Numerous atoms and compounds can replace the chlorine atom in trifluoroacetyl chloride. These include iodine, fluorine, cyanide, thiocyanate, and isocyanate. The compound also reacts easily with metal alkyls. This reaction has the form of CF_{3}COCl + MR → CF_{3}COR + MCl, where M can be lithium, copper, magnesium, mercury, silver, or cadmium. When trifluoroacetyl chloride also reacts with ketene and esterification yields occur, the resulting reaction forms trifluoroacetoacetate esters.

Trifluoroacetyl chloride also reacts with soil, cellulose-based absorbents, and clay-based absorbents. When the compound reacts with water in contact with metal, hydrogen gas, which is explosive, is produced. The compound forms a clustering reaction with a methyl group (CH_{3}).

==Production==
Trifluoroacetyl chloride can be produced by catalytic chlorination of chlorine and trifluoroacetaldehyde. The compound can also be produced if halothane is oxidized using CYP2E1. This is also done with CYP2A6 instead of CPY2E1, but less readily.

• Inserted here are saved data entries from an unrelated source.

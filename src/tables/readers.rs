//! Typed readers for each upload kind. Each validates its schema, then
//! converts rows, dropping (and counting) rows whose numeric cells don't parse.

use super::dates::parse_date;
use super::schema::{TableSchema, ValidationReport};
use super::{parse_id, parse_number, RawTable};
use crate::error::Result;
use crate::models::{
    HybridAssignment, PlantingRecord, SensorMoistureRecord, UsageRecord, UNKNOWN_SENSOR_TYPE,
};

pub const SENSOR_ID: &str = "Sensor_ID";
pub const DATE: &str = "Date";
pub const DEPTH: &str = "Depth";
pub const MOISTURE_LEVEL: &str = "Moisture_Level";
pub const SENSOR_TYPE: &str = "Sensor_Type";
pub const FARM_ID: &str = "FarmID";
pub const PLANTING_DATE: &str = "PlantingDate";
pub const COMPANY_HYBRID: &str = "CompanyHybrid";
pub const SEEDING_RATE: &str = "Seeding Rate(plants/ac)";
pub const HYBRID: &str = "Hybrid";
pub const FIELD_LOCATION: &str = "Field_Location";
pub const TEMPERATURE: &str = "Temperature";
pub const HUMIDITY: &str = "Humidity";
pub const WATER_USAGE: &str = "Water_Usage";
pub const YIELD: &str = "Yield";
pub const COST_PER_GALLON: &str = "Cost_per_Gallon";

#[derive(Debug, Clone, PartialEq)]
pub struct Parsed<T> {
    pub records: Vec<T>,
    pub report: ValidationReport,
}

pub fn sensor_schema() -> TableSchema {
    TableSchema::new("sensor")
        .required(&[SENSOR_ID, DATE, DEPTH, MOISTURE_LEVEL])
        .optional(SENSOR_TYPE, UNKNOWN_SENSOR_TYPE)
        .dates(&[DATE])
}

pub fn planting_schema() -> TableSchema {
    TableSchema::new("planting").required(&[FARM_ID, PLANTING_DATE, COMPANY_HYBRID, SEEDING_RATE])
}

pub fn hybrid_schema() -> TableSchema {
    TableSchema::new("hybrid").required(&[SENSOR_ID, COMPANY_HYBRID])
}

pub fn usage_schema() -> TableSchema {
    TableSchema::new("usage").required(&[SENSOR_ID, WATER_USAGE, YIELD, COST_PER_GALLON])
}

fn convert<T>(
    table: &RawTable,
    mut report: ValidationReport,
    mut row_fn: impl FnMut(&[String]) -> Option<T>,
) -> Parsed<T> {
    let records: Vec<T> = table.rows.iter().filter_map(|row| row_fn(row.as_slice())).collect();
    report.dropped_rows += table.rows.len() - records.len();
    Parsed { records, report }
}

fn non_empty(s: &str) -> Option<String> {
    if s.is_empty() {
        None
    } else {
        Some(s.to_string())
    }
}

pub fn sensor_records(table: RawTable) -> Result<Parsed<SensorMoistureRecord>> {
    let validated = sensor_schema().validate(table)?;
    let t = &validated.table;
    Ok(convert(t, validated.report, |row| {
        Some(SensorMoistureRecord {
            sensor_id: parse_id(t.cell(row, SENSOR_ID))?,
            date: parse_date(t.cell(row, DATE))?,
            depth_inches: parse_number(t.cell(row, DEPTH))?,
            moisture_level: parse_number(t.cell(row, MOISTURE_LEVEL))?,
            sensor_type: t.cell(row, SENSOR_TYPE).to_string(),
        })
    }))
}

/// Planting rows only need a farm and a hybrid; date and seeding rate are kept when readable.
pub fn planting_records(table: RawTable) -> Result<Parsed<PlantingRecord>> {
    let validated = planting_schema().validate(table)?;
    let t = &validated.table;
    Ok(convert(t, validated.report, |row| {
        Some(PlantingRecord {
            farm_id: non_empty(t.cell(row, FARM_ID))?,
            planting_date: parse_date(t.cell(row, PLANTING_DATE)),
            company_hybrid: non_empty(t.cell(row, COMPANY_HYBRID))?,
            seeding_rate: parse_number(t.cell(row, SEEDING_RATE)),
        })
    }))
}

pub fn hybrid_assignments(table: RawTable) -> Result<Parsed<HybridAssignment>> {
    let validated = hybrid_schema().validate(table)?;
    let t = &validated.table;
    Ok(convert(t, validated.report, |row| {
        Some(HybridAssignment {
            sensor_id: parse_id(t.cell(row, SENSOR_ID))?,
            company_hybrid: non_empty(t.cell(row, COMPANY_HYBRID))?,
        })
    }))
}

pub fn usage_records(table: RawTable) -> Result<Parsed<UsageRecord>> {
    let validated = usage_schema().validate(table)?;
    let t = &validated.table;
    Ok(convert(t, validated.report, |row| {
        Some(UsageRecord {
            sensor_id: parse_id(t.cell(row, SENSOR_ID))?,
            hybrid: non_empty(t.cell(row, HYBRID)),
            field_location: non_empty(t.cell(row, FIELD_LOCATION)),
            temperature_c: parse_number(t.cell(row, TEMPERATURE)),
            humidity_pct: parse_number(t.cell(row, HUMIDITY)),
            water_usage_gallons: parse_number(t.cell(row, WATER_USAGE))?,
            yield_units: parse_number(t.cell(row, YIELD))?,
            cost_per_gallon: parse_number(t.cell(row, COST_PER_GALLON))?,
        })
    }))
}
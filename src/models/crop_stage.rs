use serde::{Deserialize, Serialize};

#[derive(Debug, Clone, Copy, PartialEq, Eq, Hash, Serialize, Deserialize)]
#[serde(rename_all = "lowercase")]
pub enum CropStage {
    Germination,
    Vegetative,
    Flowering,
    Maturation,
}

impl CropStage {
    pub const ALL: [CropStage; 4] = [
        CropStage::Germination,
        CropStage::Vegetative,
        CropStage::Flowering,
        CropStage::Maturation,
    ];

    pub fn as_str(&self) -> &'static str {
        match self {
            CropStage::Germination => "germination",
            CropStage::Vegetative => "vegetative",
            CropStage::Flowering => "flowering",
            CropStage::Maturation => "maturation",
        }
    }

    pub fn from_str(s: &str) -> Option<Self> {
        match s.trim().to_lowercase().as_str() {
            "germination" => Some(CropStage::Germination),
            "vegetative" => Some(CropStage::Vegetative),
            "flowering" => Some(CropStage::Flowering),
            "maturation" => Some(CropStage::Maturation),
            _ => None,
        }
    }

    pub fn parameters(&self) -> CropStageParameters {
        match self {
            // Capacities are 30/40/50/35 mm of usable soil water
            CropStage::Germination => CropStageParameters::new(0.2, 0.3, 1.18),
            CropStage::Vegetative => CropStageParameters::new(0.3, 0.5, 1.57),
            CropStage::Flowering => CropStageParameters::new(0.4, 0.5, 1.97),
            CropStage::Maturation => CropStageParameters::new(0.2, 0.3, 1.38),
        }
    }
}

impl std::fmt::Display for CropStage {
    fn fmt(&self, f: &mut std::fmt::Formatter<'_>) -> std::fmt::Result {
        write!(f, "{}", self.as_str())
    }
}

#[derive(Debug, Clone, Copy, PartialEq, Serialize, Deserialize)]
pub struct CropStageParameters {
    pub water_requirement_inches: f64,
    pub ndvi_threshold: f64,
    pub soil_capacity_inches: f64,
}

impl CropStageParameters {
    pub const fn new(
        water_requirement_inches: f64,
        ndvi_threshold: f64,
        soil_capacity_inches: f64,
    ) -> Self {
        Self {
            water_requirement_inches,
            ndvi_threshold,
            soil_capacity_inches,
        }
    }

    /// Parameters for a free-text stage name. Unknown names get the defaults.
    pub fn for_stage(stage_name: &str) -> Self {
        CropStage::from_str(stage_name)
            .map(|s| s.parameters())
            .unwrap_or_default()
    }
}

impl Default for CropStageParameters {
    /// 0.3" requirement, 0.5 NDVI threshold, 20 mm capacity.
    fn default() -> Self {
        Self::new(0.3, 0.5, 0.79)
    }
}

#[cfg(test)]
mod tests {
    use super::*;

    #[test]
    fn crop_stage_from_str_is_case_insensitive() {
        assert_eq!(CropStage::from_str("Vegetative"), Some(CropStage::Vegetative));
        assert_eq!(CropStage::from_str("FLOWERING"), Some(CropStage::Flowering));
        assert_eq!(CropStage::from_str(" maturation "), Some(CropStage::Maturation));
        assert_eq!(CropStage::from_str("tasseling"), None);
        assert_eq!(CropStage::from_str(""), None);
    }

    #[test]
    fn crop_stage_round_trip() {
        for stage in CropStage::ALL {
            assert_eq!(CropStage::from_str(stage.as_str()), Some(stage));
        }
    }

    #[test]
    fn unknown_stage_gets_defaults() {
        let params = CropStageParameters::for_stage("ripening");
        assert_eq!(params.water_requirement_inches, 0.3);
        assert_eq!(params.ndvi_threshold, 0.5);
        assert_eq!(params.soil_capacity_inches, 0.79);
    }

    #[test]
    fn stage_table_values() {
        let g = CropStage::Germination.parameters();
        assert_eq!((g.water_requirement_inches, g.ndvi_threshold), (0.2, 0.3));
        let f = CropStage::Flowering.parameters();
        assert_eq!(f.water_requirement_inches, 0.4);
        assert_eq!(f.soil_capacity_inches, 1.97);
    }
}
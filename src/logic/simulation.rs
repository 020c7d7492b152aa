//! Seeded stand-in data for when no uploads or forecast are available.

use crate::models::{mm_to_inches, DailyRainfall, SensorMoistureRecord, UsageRecord};
use chrono::{Duration, NaiveDate};
use rand::rngs::StdRng;
use rand::seq::SliceRandom;
use rand::{Rng, SeedableRng};
use rand_distr::Normal;

pub const DEFAULT_SEED: u64 = 42;
pub const SIMULATED_SENSORS: i64 = 50;
pub const SIMULATED_SENSOR_TYPE: &str = "Simulated";

const HYBRIDS: [&str; 3] = ["Hybrid_A", "Hybrid_B", "Hybrid_C"];
const FIELD_LOCATIONS: [&str; 4] = ["North", "South", "East", "West"];

const OPTIMAL_WATER_GALLONS: f64 = 1200.0;
const WATER_SPREAD: f64 = 300.0;
const YIELD_POTENTIAL: f64 = 10.0;
const OPTIMAL_TEMPERATURE_C: f64 = 25.0;
const TEMPERATURE_SPREAD: f64 = 5.0;
const OPTIMAL_HUMIDITY_PCT: f64 = 50.0;
const HUMIDITY_SPREAD: f64 = 10.0;
const YIELD_NOISE_SD: f64 = 0.5;

fn gaussian_response(value: f64, optimum: f64, spread: f64) -> f64 {
    (-((value - optimum).powi(2)) / (2.0 * spread.powi(2))).exp()
}

/// Yield as the product of water, temperature and humidity responses, clipped to potential.
pub fn modeled_yield(water_gallons: f64, temperature_c: f64, humidity_pct: f64, noise: f64) -> f64 {
    let base = YIELD_POTENTIAL * gaussian_response(water_gallons, OPTIMAL_WATER_GALLONS, WATER_SPREAD);
    let y = base
        * gaussian_response(temperature_c, OPTIMAL_TEMPERATURE_C, TEMPERATURE_SPREAD)
        * gaussian_response(humidity_pct, OPTIMAL_HUMIDITY_PCT, HUMIDITY_SPREAD)
        + noise;
    y.clamp(0.0, YIELD_POTENTIAL)
}

/// 50 sensors of usage and yield. The same seed always gives the same rows.
pub fn simulate_usage(seed: u64) -> Vec<UsageRecord> {
    let mut rng = StdRng::seed_from_u64(seed);
    let noise = Normal::new(0.0, YIELD_NOISE_SD).ok();

    (1..=SIMULATED_SENSORS)
        .map(|sensor_id| {
            let hybrid = HYBRIDS.choose(&mut rng).map(|h| h.to_string());
            let field_location = FIELD_LOCATIONS.choose(&mut rng).map(|l| l.to_string());
            let temperature_c = rng.gen_range(15.0..35.0);
            let humidity_pct = rng.gen_range(30.0..70.0);
            let water_usage_gallons = rng.gen_range(500.0..2000.0);
            let jitter = noise.map(|n| rng.sample(n)).unwrap_or(0.0);

            UsageRecord {
                sensor_id,
                hybrid,
                field_location,
                temperature_c: Some(temperature_c),
                humidity_pct: Some(humidity_pct),
                water_usage_gallons,
                yield_units: modeled_yield(water_usage_gallons, temperature_c, humidity_pct, jitter),
                cost_per_gallon: rng.gen_range(0.05..0.15),
            }
        })
        .collect()
}

/// Thirty days of readings ending at `today`, every 5 cm from 3 cm to 63 cm
/// (stored in inches), for each sensor.
pub fn simulate_moisture(sensor_ids: &[i64], today: NaiveDate, seed: u64) -> Vec<SensorMoistureRecord> {
    let mut rng = StdRng::seed_from_u64(seed);
    let start = today - Duration::days(29);
    let mut records = Vec::new();

    for &sensor_id in sensor_ids {
        for depth in (3..65).step_by(5) {
            for offset in 0..30 {
                records.push(SensorMoistureRecord {
                    sensor_id,
                    date: start + Duration::days(offset),
                    depth_inches: mm_to_inches(depth as f64 * 10.0),
                    moisture_level: rng.gen_range(10.0..50.0),
                    sensor_type: SIMULATED_SENSOR_TYPE.to_string(),
                });
            }
        }
    }
    records
}

/// Seven days of rain starting at `start`, 0-20 mm per day, in inches.
pub fn simulate_rainfall(start: NaiveDate, seed: u64) -> Vec<DailyRainfall> {
    let mut rng = StdRng::seed_from_u64(seed);
    (0..7)
        .map(|offset| DailyRainfall {
            date: start + Duration::days(offset),
            rainfall_inches: mm_to_inches(rng.gen_range(0.0..20.0)),
        })
        .collect()
}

==Applications and storage==
Trifluoroacetyl chloride's applications include uses in medicine, pesticides, the fine chemical industry, and the organic intermediate industry. However, the compound itself is not sold to consumers or as a commodity. Some acetoacetic esters produced by trifluoroacetyl chloride are in turn used to perform chemical reactions that result in the formation of compounds with agricultural and pharmaceutical applications.

One of trifluoroacetyl chloride's uses is in adding trifluoromethyl to complex molecules during chemical reactions.

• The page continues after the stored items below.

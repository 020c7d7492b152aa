use crate::models::{mm_to_inches, DailyRainfall, ForecastPeriod, MoistureCell, PrecipitationSample, SensorMoistureRecord};
use chrono::NaiveDate;
use std::collections::BTreeMap;

/// True if any forecast period mentions rain.
pub fn any_rain_likely(periods: &[ForecastPeriod]) -> bool {
    periods.iter().any(|p| p.rain_likely)
}

/// Mean QPF over non-null samples. No data means no rain credit (0.0).
pub fn mean_qpf(samples: &[PrecipitationSample]) -> f64 {
    let values: Vec<f64> = samples.iter().filter_map(|s| s.qpf_inches).collect();
    if values.is_empty() {
        0.0
    } else {
        values.iter().sum::<f64>() / values.len() as f64
    }
}

/// Sum QPF per calendar day (in the forecast's own offset), ordered by date.
pub fn daily_rainfall(samples: &[PrecipitationSample]) -> Vec<DailyRainfall> {
    let mut by_date: BTreeMap<NaiveDate, f64> = BTreeMap::new();
    for sample in samples {
        *by_date.entry(sample.valid_time.date_naive()).or_insert(0.0) +=
            sample.qpf_inches.unwrap_or(0.0).max(0.0);
    }

    by_date
        .into_iter()
        .map(|(date, rainfall_inches)| DailyRainfall {
            date,
            rainfall_inches,
        })
        .collect()
}

/// Average the latest date's readings and convert millimeters to inches.
/// An empty history gives 0.
pub fn latest_average_moisture_inches(records: &[SensorMoistureRecord]) -> f64 {
    let Some(latest) = records.iter().map(|r| r.date).max() else {
        return 0.0;
    };

    let recent: Vec<f64> = records
        .iter()
        .filter(|r| r.date == latest)
        .map(|r| r.moisture_level)
        .collect();

    mm_to_inches(recent.iter().sum::<f64>() / recent.len() as f64)
}

/// Depth profile: duplicate (sensor, date, depth) readings are averaged first,
/// then each (date, depth) cell is averaged across sensors.
pub fn moisture_profile(records: &[SensorMoistureRecord]) -> Vec<MoistureCell> {
    let mut per_sensor: BTreeMap<(i64, NaiveDate, u64), (f64, usize)> = BTreeMap::new();
    for r in records {
        let entry = per_sensor
            .entry((r.sensor_id, r.date, r.depth_inches.to_bits()))
            .or_insert((0.0, 0));
        entry.0 += r.moisture_level;
        entry.1 += 1;
    }

    let mut cells: BTreeMap<(NaiveDate, u64), (f64, usize)> = BTreeMap::new();
    for ((_, date, depth_bits), (sum, count)) in per_sensor {
        let entry = cells.entry((date, depth_bits)).or_insert((0.0, 0));
        entry.0 += sum / count as f64;
        entry.1 += 1;
    }

    let mut profile: Vec<MoistureCell> = cells
        .into_iter()
        .map(|((date, depth_bits), (sum, count))| MoistureCell {
            date,
            depth_inches: f64::from_bits(depth_bits),
            moisture_level: sum / count as f64,
            sample_count: count,
        })
        .collect();

    profile.sort_by(|a, b| {
        a.date
            .cmp(&b.date)
            .then(a.depth_inches.total_cmp(&b.depth_inches))
    });
    profile
}
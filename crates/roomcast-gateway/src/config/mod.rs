//! Gateway config loader (strict parsing).

pub mod schema;

use std::fs;

use roomcast_core::error::{Result, RoomcastError};

pub use schema::{GatewayConfig, RelaySection, SpeechSection};

pub fn load_from_file(path: &str) -> Result<GatewayConfig> {
    let s = fs::read_to_string(path)
        .map_err(|e| RoomcastError::Internal(format!("read config failed: {e}")))?;
    load_from_str(&s)
}

pub fn load_from_str(s: &str) -> Result<GatewayConfig> {
    let cfg: GatewayConfig = serde_yaml::from_str(s)
        .map_err(|e| RoomcastError::BadRequest(format!("invalid yaml: {e}")))?;
    cfg.validate()?;
    Ok(cfg)
}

In the late 1970s, trifluoroacetyl chloride was explored for use as a reagent for nuclear magnetic resonance. It was intended to be used on amines, alcohols, thiols, and phenols.

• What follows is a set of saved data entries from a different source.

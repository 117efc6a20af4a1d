use std::sync::Arc;

use futures_util::stream::FuturesUnordered;
use futures_util::StreamExt;
use tokio::time::{timeout, Duration};

use crate::relay::types::{Frame, QoS};

use super::connection::ConnectionHandle;
use super::room_index::RoomIndex;
use super::session_registry::SessionRegistry;

/// Relay core: the shared registry/index pair plus the broadcast fan-out.
///
/// Explicitly constructed and injected into every connection task; there is
/// no process-global instance, so tests spin up isolated cores.
#[derive(Default)]
pub struct RelayCore {
    pub sessions: Arc<SessionRegistry>,
    pub rooms: Arc<RoomIndex>,
}

impl RelayCore {
    pub fn new() -> Self {
        Self {
            sessions: Arc::new(SessionRegistry::new()),
            rooms: Arc::new(RoomIndex::new()),
        }
    }

    /// Fan a frame out to every other member of `room_id`.
    ///
    /// Always completes: a peer that disconnected between snapshot and send
    /// is skipped, and a failing send is logged without aborting delivery to
    /// the remaining peers or surfacing to the sender.
    pub async fn deliver(&self, from_user: &str, room_id: &str, frame: &Frame, qos: QoS) {
        let targets = self.rooms.members_except(room_id, from_user);

        match qos {
            QoS::Lossy => {
                for peer in targets {
                    let Some(handle) = self.sessions.lookup(&peer) else {
                        continue; // gone between snapshot and send, expected
                    };
                    if let Err(e) = handle.try_send(frame.to_message()) {
                        tracing::debug!(room = room_id, %peer, error = %e, "dropped frame for peer");
                    }
                }
            }
            QoS::Reliable { timeout_ms } => {
                let dur = Duration::from_millis(timeout_ms.max(1));
                let mut futs = FuturesUnordered::new();
                for peer in targets {
                    let Some(handle) = self.sessions.lookup(&peer) else {
                        continue;
                    };
                    let msg = frame.to_message();
                    futs.push(async move {
                        let failed = !matches!(timeout(dur, handle.send(msg)).await, Ok(Ok(())));
                        (peer, handle, failed)
                    });
                }
                while let Some((peer, handle, failed)) = futs.next().await {
                    if failed {
                        tracing::warn!(room = room_id, %peer, "peer cannot accept delivery, dropping from routing");
                        self.drop_peer(&peer, &handle);
                    }
                }
            }
        }
    }

    /// Remove a peer that failed reliable delivery from future routing.
    ///
    /// Identity-checked: if the unregister misses, the user already
    /// reconnected and the newer connection's membership is left alone.
    fn drop_peer(&self, user_id: &str, handle: &ConnectionHandle) {
        handle.request_close();
        if self.sessions.unregister(user_id, handle.conn_id()) {
            if let Some(room) = self.rooms.room_of(user_id) {
                self.rooms.leave(&room, user_id);
            }
        }
    }
}
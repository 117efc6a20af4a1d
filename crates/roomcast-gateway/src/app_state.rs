//! Shared application state for the roomcast gateway.
//!
//! The relay core is built here and injected into every connection task;
//! there is no static/global registry, so tests construct isolated states.

use std::sync::Arc;

use roomcast_core::infer::{NoopTranscriber, Transcriber};

use crate::config::GatewayConfig;
use crate::relay::RelayCore;
use crate::services::SpeechService;

/// Factory for per-connection transcriber streams.
pub type TranscriberFactory = Arc<dyn Fn() -> Box<dyn Transcriber> + Send + Sync>;

#[derive(Clone)]
pub struct AppState {
    inner: Arc<AppStateInner>,
}

struct AppStateInner {
    cfg: GatewayConfig,
    relay: Arc<RelayCore>,
    speech: SpeechService,
    transcribers: TranscriberFactory,
}

impl AppState {
    /// Build application state with the no-op transcriber stub.
    pub fn new(cfg: GatewayConfig) -> Self {
        let stubs: TranscriberFactory = Arc::new(|| Box::new(NoopTranscriber::default()));
        Self::with_transcribers(cfg, stubs)
    }

    /// Build application state with an injected transcriber factory. One
    /// fresh transcriber instance per speech connection.
    pub fn with_transcribers(cfg: GatewayConfig, transcribers: TranscriberFactory) -> Self {
        let relay = Arc::new(RelayCore::new());
        let speech = SpeechService::new(
            Arc::clone(&relay),
            cfg.speech.transcription_room.clone(),
        );

        Self {
            inner: Arc::new(AppStateInner {
                cfg,
                relay,
                speech,
                transcribers,
            }),
        }
    }

    pub fn cfg(&self) -> &GatewayConfig {
        &self.inner.cfg
    }

    pub fn relay(&self) -> Arc<RelayCore> {
        Arc::clone(&self.inner.relay)
    }

    pub fn speech(&self) -> &SpeechService {
        &self.inner.speech
    }

    pub fn new_transcriber(&self) -> Box<dyn Transcriber> {
        (self.inner.transcribers)()
    }
}
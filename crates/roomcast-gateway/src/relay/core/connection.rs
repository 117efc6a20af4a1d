use std::sync::atomic::{AtomicBool, Ordering};
use std::sync::Arc;

use axum::extract::ws::Message;
use tokio::sync::mpsc;

use roomcast_core::error::{Result, RoomcastError};

/// One live connection's outbound queue plus its registry identity.
///
/// Cloned freely; all clones share the open flag. The socket itself stays
/// with the connection's own task; holders of a handle can only enqueue
/// frames, never touch the transport.
#[derive(Clone, Debug)]
pub struct ConnectionHandle {
    conn_id: u64,
    tx: mpsc::Sender<Message>,
    open: Arc<AtomicBool>,
}

impl ConnectionHandle {
    pub(crate) fn new(conn_id: u64, tx: mpsc::Sender<Message>) -> Self {
        Self {
            conn_id,
            tx,
            open: Arc::new(AtomicBool::new(true)),
        }
    }

    /// Registry identity, used for identity-checked removal.
    pub fn conn_id(&self) -> u64 {
        self.conn_id
    }

    /// Whether the handle may still accept frames.
    pub fn is_open(&self) -> bool {
        self.open.load(Ordering::Acquire) && !self.tx.is_closed()
    }

    /// Mark the handle unusable. Sends after this fail recoverably.
    pub fn invalidate(&self) {
        self.open.store(false, Ordering::Release);
    }

    /// Non-blocking enqueue.
    pub fn try_send(&self, msg: Message) -> Result<()> {
        if !self.open.load(Ordering::Acquire) {
            return Err(RoomcastError::ConnectionClosed);
        }
        self.tx.try_send(msg).map_err(|e| match e {
            mpsc::error::TrySendError::Full(_) => RoomcastError::QueueFull,
            mpsc::error::TrySendError::Closed(_) => RoomcastError::ConnectionClosed,
        })
    }

    /// Awaitable enqueue, for reliable delivery paths. The caller bounds the
    /// wait; this only fails once the queue is gone.
    pub async fn send(&self, msg: Message) -> Result<()> {
        if !self.open.load(Ordering::Acquire) {
            return Err(RoomcastError::ConnectionClosed);
        }
        self.tx
            .send(msg)
            .await
            .map_err(|_| RoomcastError::ConnectionClosed)
    }

    /// Invalidate and ask the owning task to close the socket.
    /// Best effort: if the queue is already full the task still exits on its
    /// next heartbeat via the open flag.
    pub fn request_close(&self) {
        self.invalidate();
        let _ = self.tx.try_send(Message::Close(None));
    }
}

Trifluoroacetyl chloride is typically stored as a liquid under high pressure.

==Biological role, precautions, and toxicity==
Liquid trifluoroacetyl chloride can cause frostbite if it comes in contact with unprotected skin. If inhaled, the compound in its gaseous state will irritate the eyes, skin, and mucous membranes. Trifluoroacetyl chloride is a toxic compound, and may be fatal if inhaled, ingested or absorbed through the skin. When the compound burns, it produces toxic gases. It also corrodes the respiratory tract. The compound is also a lacrimator. It can cause dyspnea if inhaled by mice, rats, or guinea pigs. A concentration of 35.3 parts per million of trifluoroacetyl chloride is enough to usually kill a rat in six hours.

Trifluoroacetyl chloride does not bioaccumulate significantly. However, it is harmful to aquatic organisms.

Trifluoroacetyl chloride is metabolized by Cytochrome P450 enzymes. The immune systems of organisms typically react to this.